HONG KONG CONVENTION AND EXHIBITION CENTRE, 26 - 29 MAY 2022
Double Q Gallery is pleased to present a solo presentation by Gizella Rákóczy at Art Central Hong Kong 2022, revealing the rigour of the late artist’s practice as one of the foremost representatives of Hungarian and international geometric art. In the late 1970s, Rákóczy became captivated by the four-armed spiral and its numerical laws in connection with an ancient Scottish diagram. This developed into a lifelong fascination with the world of spirals, which she studied for decades via painting until her unexpected death in 2015. The selection of 7 works crystallises the essence of the late artist’s oeuvre spanning three decades, ranging from tempera and silkscreen printing to her masterful handling of watercolour on paper.

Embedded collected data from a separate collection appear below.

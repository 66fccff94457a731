//! Binds points of interest to the road network.
//!
//! Each POI coordinate is projected onto the nearest edge; the edge is
//! split at the projection foot and the POI bound to the inserted node.
//! A POI is collapsed onto its road projection: the bound node sits on the
//! road itself and no stub edge is added. The perpendicular snap distance
//! is kept on the binding as metadata.

use std::collections::HashMap;

use log::{debug, info};
use serde::Serialize;
use thiserror::Error;

use crate::distance::distances_from;
use crate::graph::{
    haversine_m, project_onto_segment, EdgeId, FrozenNetwork, GraphError, NodeId, RoadNetwork,
};
use crate::models::PointOfInterest;

/// Projection fractions closer than this to an endpoint bind to the
/// existing node instead of splitting, avoiding zero-length edges.
const ENDPOINT_EPS: f64 = 1e-6;

/// Edges whose projection distance is within this tolerance of the best
/// are ties; the lowest edge id wins.
const TIE_EPS_DEG: f64 = 1e-9;

/// The result of integrating one point of interest.
#[derive(Debug, Clone, PartialEq, Serialize)]
pub struct PoiBinding {
    poi_id: u64,
    node: NodeId,
    snap_distance_m: f64,
}

impl PoiBinding {
    /// External id of the bound point.
    pub fn poi_id(&self) -> u64 {
        self.poi_id
    }

    /// The network node this point was bound to.
    pub fn node(&self) -> NodeId {
        self.node
    }

    /// Perpendicular distance from the raw coordinate to the road, in
    /// meters.
    pub fn snap_distance_m(&self) -> f64 {
        self.snap_distance_m
    }
}

/// Errors raised while binding points to the network.
#[derive(Debug, Clone, PartialEq, Error)]
pub enum IntegrationError {
    /// The network has no edges to project onto. Fatal for the whole
    /// pipeline: no distances can ever be computed.
    #[error("network has no edges to project onto")]
    NoNearbyEdge,
    /// The nearest edge is farther away than the configured limit.
    #[error("point {poi_id} is {distance_m:.1} m from the network (limit {limit_m:.1} m)")]
    TooFarFromNetwork {
        /// External id of the offending point.
        poi_id: u64,
        /// Measured snap distance in meters.
        distance_m: f64,
        /// Configured maximum in meters.
        limit_m: f64,
    },
    /// The selected edge disappeared before it could be split.
    #[error("edge {0:?} vanished before the split")]
    EdgeVanished(EdgeId),
    /// A bound node has no incident edges.
    #[error("bound node for point {poi_id} is isolated")]
    IsolatedPoint {
        /// External id of the offending point.
        poi_id: u64,
    },
    /// Two bound points lie in different network components.
    #[error("no path between bound points {from} and {to}")]
    UnreachablePoint {
        /// External id of the source point.
        from: u64,
        /// External id of the unreachable point.
        to: u64,
    },
}

/// Integrates points of interest into a mutable network.
///
/// Holds the network exclusively for the duration of the integration
/// phase; freezing the network afterwards guarantees solvers never observe
/// a half-integrated graph.
///
/// Integration is idempotent per external id: re-integrating an id returns
/// the existing binding unchanged.
///
/// # Examples
///
/// ```
/// use road_tsp::graph::{RoadNetwork, Segment};
/// use road_tsp::integration::Integrator;
/// use road_tsp::models::{Coord, PointOfInterest};
///
/// let segments = vec![
///     Segment::new(Coord::new(0.0, 0.0), Coord::new(0.0, 1.0), 100.0),
/// ];
/// let mut network = RoadNetwork::from_segments(&segments).unwrap();
///
/// let poi = PointOfInterest::new(1, "stop", Coord::new(0.0, 0.25));
/// let binding = {
///     let mut integrator = Integrator::new(&mut network);
///     integrator.integrate(&poi).unwrap()
/// };
///
/// // The edge was split 25% of the way along.
/// assert_eq!(network.node_count(), 3);
/// assert_eq!(network.edge_count(), 2);
/// assert!(network.is_poi(binding.node()));
/// ```
pub struct Integrator<'a> {
    network: &'a mut RoadNetwork,
    max_snap_distance_m: Option<f64>,
    bindings: HashMap<u64, PoiBinding>,
}

impl<'a> Integrator<'a> {
    /// Creates an integrator over the given network.
    pub fn new(network: &'a mut RoadNetwork) -> Self {
        Self {
            network,
            max_snap_distance_m: None,
            bindings: HashMap::new(),
        }
    }

    /// Rejects points whose snap distance exceeds `meters`.
    pub fn with_max_snap_distance(mut self, meters: f64) -> Self {
        self.max_snap_distance_m = Some(meters);
        self
    }

    /// Binds a single point to the network.
    pub fn integrate(&mut self, poi: &PointOfInterest) -> Result<PoiBinding, IntegrationError> {
        if let Some(existing) = self.bindings.get(&poi.id()) {
            debug!("point {} already integrated; reusing binding", poi.id());
            return Ok(existing.clone());
        }

        let (edge, projection) = self.nearest_edge(poi)?;
        let snap_distance_m = haversine_m(poi.coord(), projection.coord);

        if let Some(limit_m) = self.max_snap_distance_m {
            if snap_distance_m > limit_m {
                return Err(IntegrationError::TooFarFromNetwork {
                    poi_id: poi.id(),
                    distance_m: snap_distance_m,
                    limit_m,
                });
            }
        }

        let node = if projection.fraction <= ENDPOINT_EPS {
            edge.a
        } else if projection.fraction >= 1.0 - ENDPOINT_EPS {
            edge.b
        } else {
            self.network
                .split_edge(edge.id, projection.coord, projection.fraction)
                .map_err(|err| match err {
                    GraphError::EdgeNotFound(id) => IntegrationError::EdgeVanished(id),
                    // split_edge raises no other error kind
                    _ => IntegrationError::EdgeVanished(edge.id),
                })?
        };
        self.network.mark_poi(node);

        let binding = PoiBinding {
            poi_id: poi.id(),
            node,
            snap_distance_m,
        };
        debug!(
            "point {} ({}) bound to node {:?}, snap {:.2} m",
            poi.id(),
            poi.name(),
            node,
            snap_distance_m
        );
        self.bindings.insert(poi.id(), binding.clone());
        Ok(binding)
    }

    /// Binds every point in order, failing on the first error.
    ///
    /// Whether a failed point aborts the whole request or is skipped is the
    /// caller's decision; this method implements the abort choice, while
    /// [`Integrator::integrate`] lets a caller skip per point.
    pub fn integrate_all(
        &mut self,
        pois: &[PointOfInterest],
    ) -> Result<Vec<PoiBinding>, IntegrationError> {
        let bindings = pois
            .iter()
            .map(|poi| self.integrate(poi))
            .collect::<Result<Vec<_>, _>>()?;
        info!("integrated {} points into the network", bindings.len());
        Ok(bindings)
    }

    fn nearest_edge(
        &self,
        poi: &PointOfInterest,
    ) -> Result<(crate::graph::EdgeView, crate::graph::Projection), IntegrationError> {
        let mut best: Option<(crate::graph::EdgeView, crate::graph::Projection)> = None;

        // Edges iterate in ascending id order, so keeping the incumbent on
        // a tie selects the lowest edge id.
        for view in self.network.edges() {
            let projection = project_onto_segment(
                poi.coord(),
                self.network.coord(view.a),
                self.network.coord(view.b),
            );
            let improves = match &best {
                None => true,
                Some((_, incumbent)) => {
                    projection.separation_deg + TIE_EPS_DEG < incumbent.separation_deg
                }
            };
            if improves {
                best = Some((view, projection));
            }
        }

        best.ok_or(IntegrationError::NoNearbyEdge)
    }
}

/// Validates a completed integration: every bound node must carry at least
/// one edge and all bound nodes must be mutually reachable.
pub fn verify_bindings(
    network: &FrozenNetwork,
    bindings: &[PoiBinding],
) -> Result<(), IntegrationError> {
    for binding in bindings {
        if network.neighbors(binding.node()).is_empty() {
            return Err(IntegrationError::IsolatedPoint {
                poi_id: binding.poi_id(),
            });
        }
    }

    // The network is undirected, so reachability from any one binding
    // covers every pair.
    if let Some(first) = bindings.first() {
        let dist = distances_from(network, first.node());
        for other in &bindings[1..] {
            if !dist[other.node().index()].is_finite() {
                return Err(IntegrationError::UnreachablePoint {
                    from: first.poi_id(),
                    to: other.poi_id(),
                });
            }
        }
    }

    Ok(())
}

Like mathematical sequences, Rákóczy’s artworks display seemingly random but regular patterns. Using the four-armed spiral as a starting point, she established a system through combinatorics that she rendered into the language of painting. She began to create colour tempera paintings in 1980, which brought to life complex systems in an image format. It was during this time that System I–XV (1982) was produced, illustrating the possible permutations of 6 quadricolour (yellow, red, green, blue) spiral nuclei on a single image surface. Through reduplication, multiplication, rotation, and mirroring, Rákóczy created endless series based off a single shape: the spiral.
From 1998, her tempera paintings of the numerical laws of four-armed spirals were replaced by a new use of material and principle of mathematics: Rákóczy started to layer her tones of watercolour according to the mathematical formula of Fibonacci’s linear recursive sequence. This laid the foundation for the creation of 4 Colour 4 Tones (2002), and eventually 256N (2009) which can be regarded as the most radical work of Rákóczy’s oeuvre, as well as the ultimate evolution of her aquarelle series. The delicately pale, transparent, monochrome surface created from superimposed tonal gradations not only lend these works to an outcome of speculative knowledge exuding the charm of rational aesthetics, but also testifies to the analytical and minutely detailed character of her practice.
Parallel to her aquarelle series Rákóczy explored another theme: the cycle of the year. Almost every thread of her theoretical research and system theory comes together in the work Cretan Labyrinth = Cycle of the Year (2005) which was created during the final stages of her lifetime and artistic career. The labyrinth, which has been a mythical geometric form for millennia, has been a well-known referential symbol throughout the history of humanity. In addition to its strong connotations to Greek mythology, the images can be regarded as a summation of her previous explorations of painting-related and mathematical problematics. The square where the spiral arms meet (the nucleus), whose quarters were previously filled in with four colours or different tones of the same colour, now signify the starting and/or end point of the form as a “vacant” quadrate field.